What are the lines, copied exactly, from the one containing "catalog per process." through the last line of the records below, both included?

[[ EXERCISE MATERIALS open ]]

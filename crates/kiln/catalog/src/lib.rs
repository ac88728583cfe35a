//! Kiln Catalog - the product families sold through Kiln
//!
//! Factory families (one factory builds every role in one variant):
//! - [`furniture`]: chair, sofa and coffee table in modern, victorian, art-deco
//! - [`vehicles`]: SUV and sedan in white or dark
//! - [`themes`]: button and checkbox in light or dark
//!
//! Product lines (creators override only the creation step):
//! - [`armour`]: helmet and pauldron durability reports
//! - [`logistics`]: road and sea delivery plans
//!
//! [`Catalog`] ties them together and [`global`] shares one catalog per process.

#![deny(unsafe_code)]
#![cfg_attr(feature = "strict-docs", warn(missing_docs))]
#![cfg_attr(not(feature = "strict-docs"), allow(missing_docs))]

pub mod armour;
pub mod catalog;
pub mod config;
pub mod furniture;
pub mod logistics;
pub mod themes;
pub mod vehicles;

// Re-exports
pub use catalog::{global, Catalog, EntryKind, FamilyEntry, Showcase, CATALOG};
pub use config::{CatalogConfig, ConfigError, LoggingConfig, Selection};
pub use furniture::FurnitureStyle;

[[ EXERCISE MATERIALS closed ]]

▸ OUTPUT BELOW
//! [`Catalog`] ties them together and [`global`] shares one catalog per process.

#![deny(unsafe_code)]
#![cfg_attr(feature = "strict-docs", warn(missing_docs))]
#![cfg_attr(not(feature = "strict-docs"), allow(missing_docs))]

pub mod armour;
pub mod catalog;
pub mod config;
pub mod furniture;
pub mod logistics;
pub mod themes;
pub mod vehicles;

// Re-exports
pub use catalog::{global, Catalog, EntryKind, FamilyEntry, Showcase, CATALOG};
pub use config::{CatalogConfig, ConfigError, LoggingConfig, Selection};
pub use furniture::FurnitureStyle;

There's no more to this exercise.